Print the data below exactly, but only the lines from the one containing "SearchCase::Sensitive => a" down to the one containing "past the match.", inclusive.
# # # # # # #
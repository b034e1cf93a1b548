// Copyright 2026 the Galley Authors
// SPDX-License-Identifier: Apache-2.0 OR MIT

//! Substring matching for the editor's search operations.
//!
//! Matching is char-wise so that case-insensitive comparison can use full
//! Unicode lowercasing without building lowercased copies of the document
//! (whose byte offsets would no longer line up with the original text).

use core::ops::Range;

/// How search compares characters.
#[derive(Clone, Copy, Debug, Default, PartialEq, Eq)]
pub enum SearchCase {
    /// Characters must match exactly.
    #[default]
    Sensitive,
    /// Characters match if their Unicode lowercase forms match.
    Ignore,
}

fn chars_match(a: char, b: char, case: SearchCase) -> bool {
    match case {
        SearchCase::Sensitive => a == b,
        SearchCase::Ignore => a == b || a.to_lowercase().eq(b.to_lowercase()),
    }
}

/// If `needle` matches `haystack` starting at byte `start`, the byte offset
/// just past the match.
fn match_at(haystack: &str, start: usize, needle: &str, case: SearchCase) -> Option<usize> {
    let mut haystack_chars = haystack[start..].chars();
    let mut end = start;
    for needle_char in needle.chars() {
        let haystack_char = haystack_chars.next()?;
        if !chars_match(haystack_char, needle_char, case) {
            return None;
        }
        end += haystack_char.len_utf8();
    }
    Some(end)
}

/// The first match starting at or after byte `from`.
pub(crate) fn find_forward(
    haystack: &str,
    needle: &str,
    from: usize,
    case: SearchCase,
) -> Option<Range<usize>> {
    if needle.is_empty() {
        return None;
    }
    for (start, _) in haystack.char_indices() {
        if start < from {
            continue;
        }
        if let Some(end) = match_at(haystack, start, needle, case) {
            return Some(start..end);
        }
    }
    None
}

/// The last match ending at or before byte `before`.
pub(crate) fn find_backward(
    haystack: &str,
    needle: &str,
    before: usize,
    case: SearchCase,
) -> Option<Range<usize>> {
    if needle.is_empty() {
        return None;
    }
    let mut found = None;
    for (start, _) in haystack.char_indices() {
        if start >= before {
            break;
        }
        if let Some(end) = match_at(haystack, start, needle, case) {
            if end <= before {
                found = Some(start..end);
            }
        }
    }
    found
}
// Copyright 2026 the Galley Authors
// SPDX-License-Identifier: Apache-2.0 OR MIT

use peniko::kurbo::Point;

use crate::tests::{cursor_at, editor, layout, loc, TestHost};
use crate::{
    Affinity, CursorAction, Granularity, JumpTarget, MonospaceLayout, MoveCursor, Movement,
};

fn right(action: CursorAction) -> MoveCursor {
    MoveCursor::cardinal(Movement::Right, Granularity::Character, action)
}

fn left(action: CursorAction) -> MoveCursor {
    MoveCursor::cardinal(Movement::Left, Granularity::Character, action)
}

#[test]
fn horizontal_movement_steps_by_grapheme() {
    let mut ed = editor("a👍b");
    let layout = layout();
    let mut host = TestHost::multi_line();
    let mut drv = ed.driver(&layout, &mut host);
    drv.go_to(loc(0, 0));
    assert!(drv.move_cursor(right(CursorAction::MoveCursor)));
    drop(drv);
    assert_eq!(cursor_at(&ed), (0, 1));

    let mut drv = ed.driver(&layout, &mut host);
    drv.move_cursor(right(CursorAction::MoveCursor));
    drop(drv);
    assert_eq!(cursor_at(&ed), (0, 5), "the emoji is one step");
}

#[test]
fn movement_flows_across_line_boundaries() {
    let mut ed = editor("ab\ncd");
    let layout = layout();
    let mut host = TestHost::multi_line();
    let mut drv = ed.driver(&layout, &mut host);
    drv.go_to(loc(0, 2));
    drv.move_cursor(right(CursorAction::MoveCursor));
    assert_eq!(drv.editor.cursor().location(), loc(1, 0));
    drv.move_cursor(left(CursorAction::MoveCursor));
    drop(drv);
    assert_eq!(cursor_at(&ed), (0, 2));
}

#[test]
fn movement_at_the_document_edges_stays_put() {
    let mut ed = editor("ab");
    let layout = layout();
    let mut host = TestHost::multi_line();
    let mut drv = ed.driver(&layout, &mut host);
    drv.go_to(loc(0, 0));
    assert!(drv.move_cursor(left(CursorAction::MoveCursor)));
    assert_eq!(drv.editor.cursor().location(), loc(0, 0));
    drv.go_to(loc(0, 2));
    assert!(drv.move_cursor(right(CursorAction::MoveCursor)));
    drop(drv);
    assert_eq!(cursor_at(&ed), (0, 2));
}

#[test]
fn shift_movement_extends_a_selection() {
    let mut ed = editor("abc");
    let layout = layout();
    let mut host = TestHost::multi_line();
    let mut drv = ed.driver(&layout, &mut host);
    drv.go_to(loc(0, 0));
    drv.move_cursor(right(CursorAction::SelectText));
    drv.move_cursor(right(CursorAction::SelectText));
    drop(drv);
    assert_eq!(ed.selected_text().as_deref(), Some("ab"));
}

#[test]
fn plain_movement_with_a_selection_snaps_to_its_edge() {
    let mut ed = editor("abcdef");
    let layout = layout();
    let mut host = TestHost::multi_line();
    let mut drv = ed.driver(&layout, &mut host);
    drv.go_to(loc(0, 2));
    drv.move_cursor(right(CursorAction::SelectText));
    drv.move_cursor(right(CursorAction::SelectText));
    // Selection is 2..4 with the cursor at 4; left snaps to the beginning
    // without moving further.
    drv.move_cursor(left(CursorAction::MoveCursor));
    assert_eq!(drv.editor.cursor().location(), loc(0, 2));
    assert!(!drv.editor.any_text_selected());

    drv.move_cursor(right(CursorAction::SelectText));
    drv.move_cursor(right(CursorAction::SelectText));
    drv.move_cursor(right(CursorAction::MoveCursor));
    drop(drv);
    assert_eq!(cursor_at(&ed), (0, 4));
}

#[test]
fn word_movement_lands_on_word_starts() {
    let mut ed = editor("one two three");
    let layout = layout();
    let mut host = TestHost::multi_line();
    let mut drv = ed.driver(&layout, &mut host);
    drv.go_to(loc(0, 0));
    drv.move_cursor(MoveCursor::cardinal(
        Movement::Right,
        Granularity::Word,
        CursorAction::MoveCursor,
    ));
    assert_eq!(drv.editor.cursor().location(), loc(0, 4));
    drv.move_cursor(MoveCursor::cardinal(
        Movement::Right,
        Granularity::Word,
        CursorAction::MoveCursor,
    ));
    drop(drv);
    assert_eq!(cursor_at(&ed), (0, 8));
}

#[test]
fn vertical_movement_keeps_the_preferred_column() {
    let mut ed = editor("abcdef\nab\nabcdef");
    let layout = layout();
    let mut host = TestHost::multi_line();
    let mut drv = ed.driver(&layout, &mut host);
    drv.go_to(loc(0, 5));
    let down = MoveCursor::cardinal(
        Movement::Down,
        Granularity::Character,
        CursorAction::MoveCursor,
    );
    assert!(drv.move_cursor(down));
    assert_eq!(drv.editor.cursor().location(), loc(1, 2));
    assert!(drv.move_cursor(down));
    drop(drv);
    assert_eq!(cursor_at(&ed), (2, 5), "the preferred column is restored");
}

#[test]
fn vertical_movement_is_unhandled_in_single_line_editors() {
    let mut ed = editor("abc");
    let layout = layout();
    let mut host = TestHost::single_line();
    let mut drv = ed.driver(&layout, &mut host);
    assert!(!drv.move_cursor(MoveCursor::cardinal(
        Movement::Down,
        Granularity::Character,
        CursorAction::MoveCursor,
    )));
}

#[test]
fn clicking_positions_the_cursor() {
    let mut ed = editor("abc\ndef");
    let layout = layout();
    let mut host = TestHost::multi_line();
    let mut drv = ed.driver(&layout, &mut host);
    assert!(drv.move_cursor(MoveCursor::to_point(
        Point::new(22.0, 30.0),
        CursorAction::MoveCursor,
    )));
    drop(drv);
    assert_eq!(cursor_at(&ed), (1, 2));
    assert!(host.cursor_moves > 0);
}

#[test]
fn clicking_the_right_gutter_keeps_the_cursor_on_the_wrapped_line() {
    let mut ed = editor("abcdef");
    let layout = MonospaceLayout::new(10.0, 20.0).with_wrap_column(3);
    let mut host = TestHost::multi_line();
    let mut drv = ed.driver(&layout, &mut host);
    drv.move_cursor(MoveCursor::to_point(
        Point::new(95.0, 5.0),
        CursorAction::MoveCursor,
    ));
    drop(drv);
    // The wrap offset is shared with the next visual line; upstream
    // affinity pins the caret to the end of the first one.
    assert_eq!(cursor_at(&ed), (0, 3));
    assert_eq!(ed.cursor().affinity(), Affinity::Upstream);
    assert_eq!(ed.cursor().literal_location(ed.document()), loc(0, 2));
}

#[test]
fn vertical_movement_through_wrapped_rows() {
    let mut ed = editor("abcdefgh");
    let layout = MonospaceLayout::new(10.0, 20.0).with_wrap_column(4);
    let mut host = TestHost::multi_line();
    let mut drv = ed.driver(&layout, &mut host);
    drv.go_to(loc(0, 2));
    drv.move_cursor(MoveCursor::cardinal(
        Movement::Down,
        Granularity::Character,
        CursorAction::MoveCursor,
    ));
    drop(drv);
    assert_eq!(cursor_at(&ed), (0, 6), "down moves one visual row");
}

#[test]
fn jump_to_line_edges() {
    let mut ed = editor("abc\ndef");
    let layout = layout();
    let mut host = TestHost::multi_line();
    let mut drv = ed.driver(&layout, &mut host);
    drv.go_to(loc(1, 1));
    drv.jump_to(JumpTarget::LineStart, CursorAction::MoveCursor);
    assert_eq!(drv.editor.cursor().location(), loc(1, 0));
    drv.jump_to(JumpTarget::LineEnd, CursorAction::MoveCursor);
    drop(drv);
    assert_eq!(cursor_at(&ed), (1, 3));
}

#[test]
fn jump_to_the_end_of_a_wrapped_row_is_upstream() {
    let mut ed = editor("abcdef");
    let layout = MonospaceLayout::new(10.0, 20.0).with_wrap_column(3);
    let mut host = TestHost::multi_line();
    let mut drv = ed.driver(&layout, &mut host);
    drv.go_to(loc(0, 1));
    drv.jump_to(JumpTarget::LineEnd, CursorAction::MoveCursor);
    drop(drv);
    assert_eq!(cursor_at(&ed), (0, 3));
    assert_eq!(ed.cursor().affinity(), Affinity::Upstream);
}

#[test]
fn jump_to_document_edges() {
    let mut ed = editor("abc\ndef");
    let layout = layout();
    let mut host = TestHost::multi_line();
    let mut drv = ed.driver(&layout, &mut host);
    drv.go_to(loc(1, 1));
    drv.jump_to(JumpTarget::DocumentStart, CursorAction::MoveCursor);
    assert_eq!(drv.editor.cursor().location(), loc(0, 0));
    drv.jump_to(JumpTarget::DocumentEnd, CursorAction::SelectText);
    drop(drv);
    assert_eq!(cursor_at(&ed), (1, 3));
    assert_eq!(ed.selected_text().as_deref(), Some("abc\ndef"));
}

#[test]
fn go_to_ignores_out_of_bounds_locations() {
    let mut ed = editor("ab");
    let layout = layout();
    let mut host = TestHost::multi_line();
    let mut drv = ed.driver(&layout, &mut host);
    drv.go_to(loc(0, 1));
    drv.go_to(loc(5, 0));
    drv.go_to(loc(0, 99));
    drop(drv);
    assert_eq!(cursor_at(&ed), (0, 1));
}

#[test]
fn select_all_selects_everything() {
    let mut ed = editor("ab\ncd");
    let layout = layout();
    let mut host = TestHost::multi_line();
    let mut drv = ed.driver(&layout, &mut host);
    drv.select_all();
    drop(drv);
    assert_eq!(ed.selected_text().as_deref(), Some("ab\ncd"));
    assert_eq!(cursor_at(&ed), (1, 2));
}

#[test]
fn end_of_line_cursor_reports_upstream_affinity() {
    let mut ed = editor("abc\ndef");
    let layout = layout();
    let mut host = TestHost::multi_line();
    let mut drv = ed.driver(&layout, &mut host);
    drv.go_to(loc(0, 3));
    drop(drv);
    assert_eq!(ed.cursor().affinity(), Affinity::Upstream);
    assert_eq!(ed.cursor().literal_location(ed.document()), loc(0, 2));
}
# # # # # # #
### Written solution
        SearchCase::Sensitive => a == b,
        SearchCase::Ignore => a == b || a.to_lowercase().eq(b.to_lowercase()),
    }
}

/// If `needle` matches `haystack` starting at byte `start`, the byte offset
/// just past the match.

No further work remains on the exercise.